When I started at my library a few years ago, I sat down with the Children’s Librarians and we talked about what the goal of the summer reading program (SRP) was. I wanted us to step back from the traditions and examine the core values we desired in an SRP. We agreed that we wanted it to be about reading, sure, but also about creativity, discovery and FUN. So, we set out to restructure our program to focus on those elements and embrace multiple literacies. At the time, I had never even heard the term Transliteracy. Yet, what we came up with actually supports it! We created a Passport that is filled with about 30 Reading Quests (though not all quests are actually about reading). Quests are activities that ask kids to read, think and create through various platforms. Children record their answers and ideas in their very own mini Library passport. Over the last 2 years Quests have included:

  • picture of child's drawingRead a book set in the future (read)
  • What is the coolest invention of your lifetime so far and why? (write)
  • Draw a futuristic car and name it (draw)*
  • Draw a map of your bedroom. Be sure to include a key (draw – spatial)
  • Take a picture of yourself holding your favorite book this summer and email it to the Children’s Library (digital)
  • Watch a movie about a different time period (visual)
  • Use Google Translate to translate the first line of the book you’re reading into another language (digital)

*in case you’re interested, the cars of the future will have ice cream machines in them, if kids have anything to say about it.  

And so on. Some quests could be done many different ways like Find out when the town of Darien was founded. Some kids read it on the town marker sign, some went to Town Hall, some looked it up on Wikipedia, some IM’d a Librarian – all kinds of different ways to answer! When kids had completed Quests, we stamped their passports and entered them into raffle drawings. The kids wrote and drew in their passports all summer long and the more Quests they completed, the more chances they had to win in raffle drawings for prizes. Instead of spending a ton of money on cheap prizes, we spent our money on prizes they would be willing to compete for – iPod Shuffles, Flip video cameras and this year, an iPad! Everyone got a free book prize just for singing up and we had other ways to win prizes throughout the summer.

The program as we run it now has been a HUGE success. The parents have raved about how their kids are eager to participate, the family can participate together or the kids can go alone. Each family is different. It also levels the playing field.
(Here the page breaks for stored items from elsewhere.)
//! Failure type for handlers, hooks and transactional stores.
//!
//! [`ApiError`] is what every fallible phase of a request returns. Its
//! [`ErrorKind`] decides whether the failure is retryable and which HTTP status
//! it declares; the message is for display only and never inspected for
//! classification.

use http::StatusCode;
use serde_json::{Map, Value};
use std::backtrace::{Backtrace, BacktraceStatus};
use std::fmt;
use std::sync::atomic::{AtomicBool, Ordering};

use crate::envelope::EnvelopeError;

static FORCE_TRACE_CAPTURE: AtomicBool = AtomicBool::new(false);

/// Capture a backtrace for every new failure, regardless of `RUST_BACKTRACE`.
///
/// Set once at startup when verbose error reporting is configured.
pub fn force_trace_capture(enabled: bool) {
    FORCE_TRACE_CAPTURE.store(enabled, Ordering::Relaxed);
}

/// Category of a failure.
#[derive(Debug, Clone, Copy, PartialEq, Eq, Hash)]
pub enum ErrorKind {
    /// Request input failed validation.
    InvalidInput,
    /// The request body was sent with a content type the API does not accept.
    ContentTypeRejected,
    /// The requested resource does not exist.
    NotFound,
    /// A request error with a caller-declared status.
    Request,
    /// The data store detected a conflicting concurrent modification.
    WriteConflict,
    /// A transaction kept conflicting until retries were exhausted.
    TransactionFailed,
    /// Anything else.
    Internal,
}

impl ErrorKind {
    /// Type name reported as the error `code`.
    #[must_use]
    pub const fn name(self) -> &'static str {
        match self {
            Self::InvalidInput => "InvalidInputException",
            Self::ContentTypeRejected => "ContentTypeNotPermittedException",
            Self::NotFound => "NotFoundException",
            Self::Request => "RequestError",
            Self::WriteConflict => "WriteConflictError",
            Self::TransactionFailed => "TransactionFailedError",
            Self::Internal => "InternalError",
        }
    }

    /// Status declared by this kind, if any.
    #[must_use]
    pub const fn declared_status(self) -> Option<StatusCode> {
        match self {
            Self::InvalidInput => Some(StatusCode::BAD_REQUEST),
            Self::ContentTypeRejected => Some(StatusCode::UNSUPPORTED_MEDIA_TYPE),
            Self::NotFound => Some(StatusCode::NOT_FOUND),
            Self::WriteConflict => Some(StatusCode::CONFLICT),
            Self::TransactionFailed => Some(StatusCode::INTERNAL_SERVER_ERROR),
            Self::Request | Self::Internal => None,
        }
    }

    /// Whether an attempt failing with this kind may be retried.
    #[must_use]
    pub const fn is_retryable(self) -> bool {
        matches!(self, Self::WriteConflict)
    }
}

impl fmt::Display for ErrorKind {
    fn fmt(&self, f: &mut fmt::Formatter<'_>) -> fmt::Result {
        f.write_str(self.name())
    }
}

/// A failure raised while serving a request.
///
/// # Examples
///
/// ```
/// use txapi_core::{ApiError, ErrorKind};
/// use http::StatusCode;
///
/// let err = ApiError::not_found("order 42 does not exist");
/// assert_eq!(err.kind(), ErrorKind::NotFound);
/// assert_eq!(err.status(), StatusCode::NOT_FOUND);
/// assert_eq!(err.code(), "NotFoundException");
/// assert!(!err.is_retryable());
/// ```
pub struct ApiError {
    kind: ErrorKind,
    status: Option<StatusCode>,
    code: Option<String>,
    message: String,
    response: Option<Value>,
    extra: Map<String, Value>,
    source: Option<anyhow::Error>,
    backtrace: Backtrace,
    frames: Option<Vec<String>>,
}

impl ApiError {
    /// Create a failure of the given kind.
    #[must_use]
    pub fn new(kind: ErrorKind, message: impl Into<String>) -> Self {
        // Conflicts are retried internally and never reach the classifier
        let backtrace = if kind.is_retryable() {
            Backtrace::disabled()
        } else if FORCE_TRACE_CAPTURE.load(Ordering::Relaxed) {
            Backtrace::force_capture()
        } else {
            Backtrace::capture()
        };

        Self {
            kind,
            status: kind.declared_status(),
            code: None,
            message: message.into(),
            response: None,
            extra: Map::new(),
            source: None,
            backtrace,
            frames: None,
        }
    }

    /// Input validation failure (400).
    #[must_use]
    pub fn invalid_input(message: impl Into<String>) -> Self {
        Self::new(ErrorKind::InvalidInput, message)
    }

    /// Body sent with an unsupported content type (415).
    #[must_use]
    pub fn content_type_rejected(content_type: &str) -> Self {
        Self::new(
            ErrorKind::ContentTypeRejected,
            format!("Unsupported Media Type: {content_type}"),
        )
    }

    /// Missing resource (404).
    #[must_use]
    pub fn not_found(message: impl Into<String>) -> Self {
        Self::new(ErrorKind::NotFound, message)
    }

    /// Request error with an explicit status.
    #[must_use]
    pub fn request(status: StatusCode, message: impl Into<String>) -> Self {
        Self::new(ErrorKind::Request, message).with_status(status)
    }

    /// Retryable write conflict reported by a data store.
    #[must_use]
    pub fn write_conflict(message: impl Into<String>) -> Self {
        Self::new(ErrorKind::WriteConflict, message)
    }

    /// Retries exhausted; wraps the last conflict.
    #[must_use]
    pub fn transaction_failed(attempts: u32, last: Self) -> Self {
        Self::new(
            ErrorKind::TransactionFailed,
            format!("transaction failed after {attempts} attempts: {}", last.message),
        )
        .with_extra("attempts", Value::from(attempts))
        .with_source(anyhow::Error::new(last))
    }

    /// Unclassified server failure (500).
    #[must_use]
    pub fn internal(message: impl Into<String>) -> Self {
        Self::new(ErrorKind::Internal, message)
    }

    /// Override the type name reported as `code`.
    #[must_use]
    pub fn with_code(mut self, code: impl Into<String>) -> Self {
        self.code = Some(code.into());
        self
    }

    /// Override the declared status.
    #[must_use]
    pub const fn with_status(mut self, status: StatusCode) -> Self {
        self.status = Some(status);
        self
    }

    /// Attach a custom response payload, returned verbatim instead of the
    /// generic error body.
    #[must_use]
    pub fn with_response(mut self, response: Value) -> Self {
        self.response = Some(response);
        self
    }

    /// Attach a structured field for logs and crash reports.
    #[must_use]
    pub fn with_extra(mut self, key: impl Into<String>, value: impl Into<Value>) -> Self {
        self.extra.insert(key.into(), value.into());
        self
    }

    /// Attach the underlying cause.
    #[must_use]
    pub fn with_source(mut self, source: impl Into<anyhow::Error>) -> Self {
        self.source = Some(source.into());
        self
    }

    /// Replace the captured backtrace with explicit frames, innermost first.
    #[must_use]
    pub fn with_trace<I, S>(mut self, frames: I) -> Self
    where
        I: IntoIterator<Item = S>,
        S: Into<String>,
    {
        self.frames = Some(frames.into_iter().map(Into::into).collect());
        self
    }

    /// Failure category.
    #[must_use]
    pub const fn kind(&self) -> ErrorKind {
        self.kind
    }

    /// Declared status, or 500 when none was declared.
    #[must_use]
    pub fn status(&self) -> StatusCode {
        self.status.unwrap_or(StatusCode::INTERNAL_SERVER_ERROR)
    }

    /// Type name: the custom code if one was set, else the kind's name.
    #[must_use]
    pub fn code(&self) -> &str {
        self.code.as_deref().unwrap_or(self.kind.name())
    }

    /// Human-readable message.
    #[must_use]
    pub fn message(&self) -> &str {
        &self.message
    }

    /// Custom response payload, if any.
    #[must_use]
    pub const fn response(&self) -> Option<&Value> {
        self.response.as_ref()
    }

    /// Structured fields attached to this failure.
    #[must_use]
    pub const fn extra(&self) -> &Map<String, Value> {
        &self.extra
    }

    /// Whether the failure may be retried by the transaction runner.
    #[must_use]
    pub const fn is_retryable(&self) -> bool {
        self.kind.is_retryable()
    }

    /// Whether the failure is a server crash (5xx) rather than a client error.
    #[must_use]
    pub fn is_crash(&self) -> bool {
        self.status().is_server_error()
    }

    /// Stack frames, innermost first.
    ///
    /// Explicit frames set with [`ApiError::with_trace`] win; otherwise the
    /// captured backtrace is rendered, or empty if capture was disabled.
    #[must_use]
    pub fn frames(&self) -> Vec<String> {
        if let Some(frames) = &self.frames {
            return frames.clone();
        }
        if self.backtrace.status() == BacktraceStatus::Captured {
            parse_backtrace(&self.backtrace.to_string())
        } else {
            Vec::new()
        }
    }
}

/// Split `Backtrace`'s display output into one string per frame.
fn parse_backtrace(rendered: &str) -> Vec<String> {
    let mut frames: Vec<String> = Vec::new();
    for line in rendered.lines() {
        let line = line.trim();
        if let Some(location) = line.strip_prefix("at ") {
            if let Some(last) = frames.last_mut() {
                last.push_str(" at ");
                last.push_str(location);
            }
            continue;
        }
        let Some((index, symbol)) = line.split_once(": ") else {
            continue;
        };
        if !index.is_empty() && index.chars().all(|c| c.is_ascii_digit()) {
            frames.push(symbol.to_string());
        }
    }
    frames
}

impl fmt::Debug for ApiError {
    fn fmt(&self, f: &mut fmt::Formatter<'_>) -> fmt::Result {
        f.debug_struct("ApiError")
            .field("kind", &self.kind)
            .field("status", &self.status())
            .field("code", &self.code())
            .field("message", &self.message)
            .field("response", &self.response)
            .field("extra", &self.extra)
            .field("source", &self.source)
            .finish_non_exhaustive()
    }
}

impl fmt::Display for ApiError {
    fn fmt(&self, f: &mut fmt::Formatter<'_>) -> fmt::Result {
        f.write_str(&self.message)
    }
}

impl std::error::Error for ApiError {
    fn source(&self) -> Option<&(dyn std::error::Error + 'static)> {
        self.source
            .as_ref()
            .map(|e| e.as_ref() as &(dyn std::error::Error + 'static))
    }
}

/// Convert `anyhow::Error` to an internal failure.
impl From<anyhow::Error> for ApiError {
    fn from(err: anyhow::Error) -> Self {
        Self::internal(err.to_string()).with_source(err)
    }
}

impl From<EnvelopeError> for ApiError {
    fn from(err: EnvelopeError) -> Self {
        Self::internal(err.to_string())
    }
}

#[cfg(test)]
mod tests {
    use super::*;

    #[test]
    fn test_status_defaults_to_500() {
        let err = ApiError::internal("boom");
        assert_eq!(err.status(), StatusCode::INTERNAL_SERVER_ERROR);
        assert!(err.is_crash());
        assert_eq!(err.code(), "InternalError");
    }

    #[test]
    fn test_declared_status_wins() {
        let err = ApiError::request(StatusCode::FORBIDDEN, "no");
        assert_eq!(err.status(), StatusCode::FORBIDDEN);
        assert_eq!(err.code(), "RequestError");
        assert!(!err.is_crash());
    }

    #[test]
    fn test_retryable_comes_from_kind_not_message() {
        let conflict = ApiError::write_conflict("nothing to see");
        assert!(conflict.is_retryable());

        let lookalike = ApiError::internal("write conflict, please retry");
        assert!(!lookalike.is_retryable());
    }

    #[test]
    fn test_custom_code() {
        let err = ApiError::invalid_input("bad").with_code("OutOfStockException");
        assert_eq!(err.code(), "OutOfStockException");
        assert_eq!(err.kind(), ErrorKind::InvalidInput);
    }

    #[test]
    fn test_transaction_failed_wraps_last_conflict() {
        let err = ApiError::transaction_failed(4, ApiError::write_conflict("row 7 changed"));
        assert_eq!(err.code(), "TransactionFailedError");
        assert_eq!(err.status(), StatusCode::INTERNAL_SERVER_ERROR);
        assert_eq!(err.extra().get("attempts"), Some(&Value::from(4)));
        assert!(err.message().contains("row 7 changed"));
        assert!(std::error::Error::source(&err).is_some());
        assert!(!err.is_retryable());
    }

    #[test]
    fn test_explicit_frames() {
        let err = ApiError::internal("x").with_trace(["a::b", "c::d"]);
        assert_eq!(err.frames(), vec!["a::b".to_string(), "c::d".to_string()]);
    }

    #[test]
    fn test_parse_backtrace() {
        let rendered = "   0: txapi_core::error::ApiError::new\n             at ./core/src/error.rs:10:5\n   1: my_app::handler\n             at ./src/main.rs:3:1\n";
        assert_eq!(
            parse_backtrace(rendered),
            vec![
                "txapi_core::error::ApiError::new at ./core/src/error.rs:10:5".to_string(),
                "my_app::handler at ./src/main.rs:3:1".to_string(),
            ]
        );
    }

    #[test]
    fn test_from_anyhow() {
        let err: ApiError = anyhow::anyhow!("disk full").into();
        assert_eq!(err.kind(), ErrorKind::Internal);
        assert_eq!(err.message(), "disk full");
    }

    #[test]
    fn test_from_envelope_error() {
        let err: ApiError = EnvelopeError::Finalized("set status").into();
        assert_eq!(err.kind(), ErrorKind::Internal);
    }
}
A 3rd grader can zip through series books lickety-split while a 5th grader may take all summer to get through a dense chapter book. With the passport, kids can imagine and create at whatever level is right for them.
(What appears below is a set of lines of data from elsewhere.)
//! Failure classifier.
//!
//! Turns a failure that escaped the request lifecycle into:
//! - an [`ErrorDescriptor`] and the response body sent to the client
//! - one structured log record (`info` for client errors, `error` for crashes)
//! - one [`CrashReport`] for the injected [`CrashReporter`]
//!
//! Client errors caused by bad input get a fingerprint so that failures with
//! the same cause group together in observability tooling even when their
//! messages differ.

use chrono::Utc;
use http::StatusCode;
use serde_json::{Map, Value, json};
use std::collections::BTreeMap;
use std::fmt;
use std::sync::Arc;
use txapi_core::{
    ApiError, CrashReport, CrashReporter, ErrorDescriptor, ErrorKind, ReportUser, RequestInfo,
    ResponseEnvelope, Severity,
};

use crate::metrics::LifecycleMetrics;
use crate::trace::TraceTrimmer;

/// Fingerprint of requests rejected for their content type.
pub const CONTENT_TYPE_FINGERPRINT: &str = "Content-Type Not Permitted";

const EMPTY_MESSAGE: &str = "empty error message";
const NOT_SET: &str = "not set";

/// Everything derived from one failure.
#[derive(Debug, Clone, PartialEq)]
pub struct Classification {
    /// Normalized description.
    pub descriptor: ErrorDescriptor,
    /// Grouping key, for fingerprinted client errors.
    pub fingerprint: Option<String>,
    /// Message for logs: prefixed with the fingerprint unless it already
    /// contains the message.
    pub log_message: String,
    /// Trimmed stack frames.
    pub stack: Vec<String>,
    /// Server crash (5xx) rather than client error.
    pub is_crash: bool,
    /// Response body.
    pub body: Value,
}

impl Classification {
    /// Response status.
    #[must_use]
    pub fn status(&self) -> StatusCode {
        self.descriptor.status_code()
    }

    /// Severity used for logs and crash reports.
    #[must_use]
    pub const fn severity(&self) -> Severity {
        if self.is_crash {
            Severity::Error
        } else {
            Severity::Warning
        }
    }
}

/// Classifies, logs and reports failures.
#[derive(Clone)]
pub struct FailureClassifier {
    verbose: bool,
    trimmer: TraceTrimmer,
    reporter: Arc<dyn CrashReporter>,
}

impl fmt::Debug for FailureClassifier {
    fn fmt(&self, f: &mut fmt::Formatter<'_>) -> fmt::Result {
        f.debug_struct("FailureClassifier")
            .field("verbose", &self.verbose)
            .field("trimmer", &self.trimmer)
            .finish_non_exhaustive()
    }
}

impl FailureClassifier {
    /// Create a classifier reporting to `reporter`.
    #[must_use]
    pub fn new(reporter: Arc<dyn CrashReporter>) -> Self {
        Self {
            verbose: false,
            trimmer: TraceTrimmer::default(),
            reporter,
        }
    }

    /// Include `detail` and `stack` in error responses.
    #[must_use]
    pub const fn verbose(mut self, verbose: bool) -> Self {
        self.verbose = verbose;
        self
    }

    /// Use a custom trace trimmer.
    #[must_use]
    pub fn with_trimmer(mut self, trimmer: TraceTrimmer) -> Self {
        self.trimmer = trimmer;
        self
    }

    /// Whether responses include `detail` and `stack`.
    #[must_use]
    pub const fn is_verbose(&self) -> bool {
        self.verbose
    }

    /// Classify a failure. Pure: nothing is logged or reported.
    #[must_use]
    pub fn classify(&self, err: &ApiError) -> Classification {
        let message = if err.message().is_empty() {
            EMPTY_MESSAGE.to_string()
        } else {
            err.message().to_string()
        };

        let mut descriptor = ErrorDescriptor::new(err.code(), message.clone(), err.status());
        descriptor.retryable = err.is_retryable();
        let is_crash = descriptor.status_code().is_server_error();

        let fingerprint = if is_crash {
            None
        } else {
            match err.kind() {
                ErrorKind::ContentTypeRejected => Some(CONTENT_TYPE_FINGERPRINT.to_string()),
                ErrorKind::InvalidInput => Some(message.clone()),
                _ => None,
            }
        };

        let log_message = match &fingerprint {
            Some(fp) if !fp.contains(message.as_str()) => format!("{fp}: {message}"),
            _ => message,
        };
        if let Some(fp) = &fingerprint {
            descriptor.message.clone_from(fp);
        }

        let stack = self
            .trimmer
            .trim(&err.frames(), err.kind() == ErrorKind::InvalidInput);

        let body = if let Some(custom) = err.response() {
            custom.clone()
        } else {
            if self.verbose {
                descriptor.detail = Some(log_message.clone());
                descriptor.stack = Some(stack.clone());
            }
            serde_json::to_value(&descriptor).unwrap_or_else(
                |_| json!({"code": descriptor.code, "message": descriptor.message}),
            )
        };

        Classification {
            descriptor,
            fingerprint,
            log_message,
            stack,
            is_crash,
            body,
        }
    }

    /// Build the crash report for a classified failure.
    #[must_use]
    pub fn crash_report(
        &self,
        err: &ApiError,
        classification: &Classification,
        request: &RequestInfo,
    ) -> CrashReport {
        let user = match &request.uid {
            Some(uid) => ReportUser {
                id: Some(uid.clone()),
                ip: None,
            },
            None => ReportUser {
                id: None,
                ip: request.ip,
            },
        };

        let mut tags = BTreeMap::new();
        tags.insert("method".to_string(), request.method.clone());
        tags.insert("url".to_string(), request.url.clone());
        tags.insert(
            "status".to_string(),
            classification.descriptor.status.to_string(),
        );

        let mut extra: Map<String, Value> = err.extra().clone();
        extra.insert("msg".to_string(), Value::from(classification.log_message.clone()));
        extra.insert("reqId".to_string(), Value::from(request.id.clone()));
        extra.insert(
            "userAgent".to_string(),
            Value::from(request.user_agent.clone().unwrap_or_else(|| NOT_SET.to_string())),
        );

        CrashReport {
            error: classification.descriptor.code.clone(),
            message: classification.log_message.clone(),
            fingerprint: classification.fingerprint.clone(),
            level: classification.severity(),
            user,
            tags,
            extra,
            occurred_at: Utc::now(),
        }
    }

    /// Classify, log and report a failure, and build the final response.
    ///
    /// Never fails: whatever the failure, a finalized error envelope comes out.
    pub fn handle(&self, err: &ApiError, request: &RequestInfo) -> ResponseEnvelope {
        let classification = self.classify(err);
        let extra = Value::Object(err.extra().clone());

        if classification.is_crash {
            tracing::error!(
                status = classification.descriptor.status,
                stack = ?classification.stack,
                extra = %extra,
                code = %classification.descriptor.code,
                request_id = %request.id,
                source = ?std::error::Error::source(err),
                "{}",
                classification.log_message
            );
            LifecycleMetrics::record_failure("crash");
        } else {
            tracing::info!(
                status = classification.descriptor.status,
                stack = ?classification.stack,
                extra = %extra,
                code = %classification.descriptor.code,
                fingerprint = classification.fingerprint.as_deref(),
                request_id = %request.id,
                "{}",
                classification.log_message
            );
            LifecycleMetrics::record_failure("client_error");
        }

        self.reporter
            .capture(self.crash_report(err, &classification, request));

        let status = classification.status();
        ResponseEnvelope::finished(status, classification.body)
    }
}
We also ask the kids to write reviews and tag items in our catalog (SOPAC). We’ve gotten our school librarians to help us spread the word and all the kids have been shown how to do this simple activity. We’ve shown them how they can use tags to create custom reading lists and ask them to write reviews in the catalog in order to receive an invitation to our finale event where they get to meet a popular author and get an autographed copy of his/her book.

For kids who couldn’t come into the library to check in, they could enter their quests online through a simple form we created using WuFoo to be entered into raffle drawings. I think our web portion of the program has much room for improvement, but sometimes you just have to make do with what you’ve got!
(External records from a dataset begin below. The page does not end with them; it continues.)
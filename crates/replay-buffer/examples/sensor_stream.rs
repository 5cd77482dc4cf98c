//! Sensor stream demo
//!
//! A producer task pushes noisy sensor frames into a shared buffer while a
//! consumer task draws mini-batches from it, removing what it trains on.
//!
//! Run with `RUST_LOG=replay_buffer=debug` to see evictions.

use anyhow::Result;
use ndarray::{Array1, Axis, Ix1};
use rand::SeedableRng;
use rand::rngs::StdRng;
use rand_distr::{Distribution, Normal};
use replay_buffer::{BoundedSamplingBuffer, BufferConfig, SharedBuffer};
use tracing_subscriber::EnvFilter;

const FRAME_LEN: usize = 8;

#[tokio::main]
async fn main() -> Result<()> {
    tracing_subscriber::fmt()
        .with_env_filter(EnvFilter::from_default_env())
        .init();

    let config = BufferConfig::new(128)
        .with_seed(7)
        .with_record_shape([FRAME_LEN]);
    let buffer: SharedBuffer<f32, Ix1> = BoundedSamplingBuffer::from_config(&config)?.into();

    let producer = {
        let buffer = buffer.clone();
        tokio::spawn(async move {
            let mut rng = StdRng::seed_from_u64(1);
            let noise = Normal::new(0.0_f32, 0.1)?;
            let mut evictions = 0usize;

            for step in 0..500u16 {
                let level = f32::from(step).sin();
                let frame: Array1<f32> =
                    (0..FRAME_LEN).map(|_| level + noise.sample(&mut rng)).collect();
                if buffer.insert(&[frame]).await? {
                    evictions += 1;
                }
                tokio::task::yield_now().await;
            }
            anyhow::Ok(evictions)
        })
    };

    let consumer = {
        let buffer = buffer.clone();
        tokio::spawn(async move {
            let mut batches = 0usize;
            let mut frames = 0usize;

            for _ in 0..100 {
                if let Some(sampled) = buffer.sample(16, true).await? {
                    let batch = sampled.into_batch().unwrap_or_default();
                    frames += batch.len_of(Axis(0));
                    batches += 1;
                    tracing::info!(batch = batches, mean = batch.mean().unwrap_or(0.0), "consumed batch");
                }
                tokio::task::yield_now().await;
            }
            anyhow::Ok((batches, frames))
        })
    };

    let evictions = producer.await??;
    let (batches, frames) = consumer.await??;

    println!("Produced 500 frames, {evictions} inserts evicted older frames");
    println!("Consumed {frames} frames in {batches} batches");
    println!("Frames left in buffer: {}", buffer.len().await);

    Ok(())
}
//! Bounded experience buffer for decoupling producers from consumers
//!
//! This crate provides:
//! - [`BoundedSamplingBuffer`], a fixed-capacity FIFO store of
//!   fixed-shape `ndarray` records with uniform sampling
//! - [`Sampled`], the single-or-stacked result of a sample call
//! - [`SharedBuffer`], a mutex-guarded handle for multi-task use

#![warn(missing_docs)]
#![warn(clippy::all)]
#![warn(clippy::pedantic)]
#![allow(clippy::module_name_repetitions)]

pub mod buffer;
pub mod sample;
pub mod shared;

pub use buffer::BoundedSamplingBuffer;
pub use sample::Sampled;
pub use shared::SharedBuffer;

// Re-export core types
pub use replay_core::{BufferConfig, BufferError, RecordShape, Result};

/// Prelude module for convenient imports
pub mod prelude {
    pub use crate::{BoundedSamplingBuffer, Sampled, SharedBuffer};
    pub use replay_core::prelude::*;
}
//! Core types for bounded replay buffers
//!
//! This crate provides the pieces shared by every buffer implementation:
//! the error taxonomy, the fixed record shape, and the serializable
//! buffer configuration.

#![warn(missing_docs)]
#![warn(clippy::all)]
#![warn(clippy::pedantic)]
#![allow(clippy::module_name_repetitions)]

pub mod config;
pub mod error;
pub mod record;

// Re-export core types
pub use config::BufferConfig;
pub use error::{BufferError, Result};
pub use record::RecordShape;

/// Prelude module for convenient imports
pub mod prelude {
    pub use crate::{BufferConfig, BufferError, RecordShape, Result};
}
//! Buffer configuration

use serde::{Deserialize, Serialize};
use std::path::Path;

use crate::{BufferError, RecordShape, Result};

/// Configuration for a bounded sampling buffer
#[derive(Debug, Clone, PartialEq, Eq, Serialize, Deserialize)]
#[serde(default)]
pub struct BufferConfig {
    /// Maximum number of records held at once
    pub capacity: usize,
    /// Seed for the sampling RNG; entropy-seeded when absent
    pub seed: Option<u64>,
    /// Shape every record must have; locked by the first insert when absent
    pub record_shape: Option<RecordShape>,
}

impl Default for BufferConfig {
    fn default() -> Self {
        Self {
            capacity: 10_000,
            seed: None,
            record_shape: None,
        }
    }
}

impl BufferConfig {
    /// Create a configuration with the given capacity
    #[must_use]
    pub fn new(capacity: usize) -> Self {
        Self {
            capacity,
            ..Self::default()
        }
    }

    /// Use a fixed RNG seed
    #[must_use]
    pub fn with_seed(mut self, seed: u64) -> Self {
        self.seed = Some(seed);
        self
    }

    /// Declare the record shape up front
    #[must_use]
    pub fn with_record_shape(mut self, shape: impl Into<RecordShape>) -> Self {
        self.record_shape = Some(shape.into());
        self
    }

    /// Check that the configuration can produce a buffer
    pub fn validate(&self) -> Result<()> {
        if self.capacity == 0 {
            return Err(BufferError::InvalidConfiguration(
                "capacity must be a positive integer".to_string(),
            ));
        }
        Ok(())
    }

    /// Parse and validate a JSON configuration
    pub fn from_json(json: &str) -> Result<Self> {
        let config: Self = serde_json::from_str(json)?;
        config.validate()?;
        Ok(config)
    }

    /// Serialize to pretty-printed JSON
    pub fn to_json(&self) -> Result<String> {
        Ok(serde_json::to_string_pretty(self)?)
    }

    /// Load and validate a JSON configuration file
    pub async fn load(path: impl AsRef<Path>) -> Result<Self> {
        let path = path.as_ref();
        let json = tokio::fs::read_to_string(path).await?;
        let config = Self::from_json(&json)?;
        tracing::debug!(path = %path.display(), capacity = config.capacity, "loaded buffer config");
        Ok(config)
    }

    /// Write the configuration as JSON
    pub async fn save(&self, path: impl AsRef<Path>) -> Result<()> {
        let json = self.to_json()?;
        tokio::fs::write(path, json).await?;
        Ok(())
    }
}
You know who has a GREAT summer reading website that also incorporates the ideas we talk about here? The NYC Summer Reading website. They have the traditional elements of summer reading available digitally, but also include elements of social media and gaming through the use of avatars, the ability to “Like” another child’s review and win badges. I see this activity as embracing a few literacies beyond simple traditional print literacy and have been impressed with it’s first year out and will watch to see how it evolves.

Summer Reading Programs are a great way to experiment with Transliteracy. What does your program look like? Would kids want to participate or do they only do it because their moms make them?

Transliteracy as pedagogy (LOEX 2011)

Image courtesy of longhorndave on Flickr (CC BY-2.0)

I’d like to thank the organizers of LOEX 2011 for a great conference in Fort Worth this past week-end; my head is still swimming with great ideas for tweaking our instruction program. I would also like to thank the attendees, who provided overwhelmingly positive feedback on my presentation, “Bridging the Gaps: Transliteracy as Informed Pedagogy”.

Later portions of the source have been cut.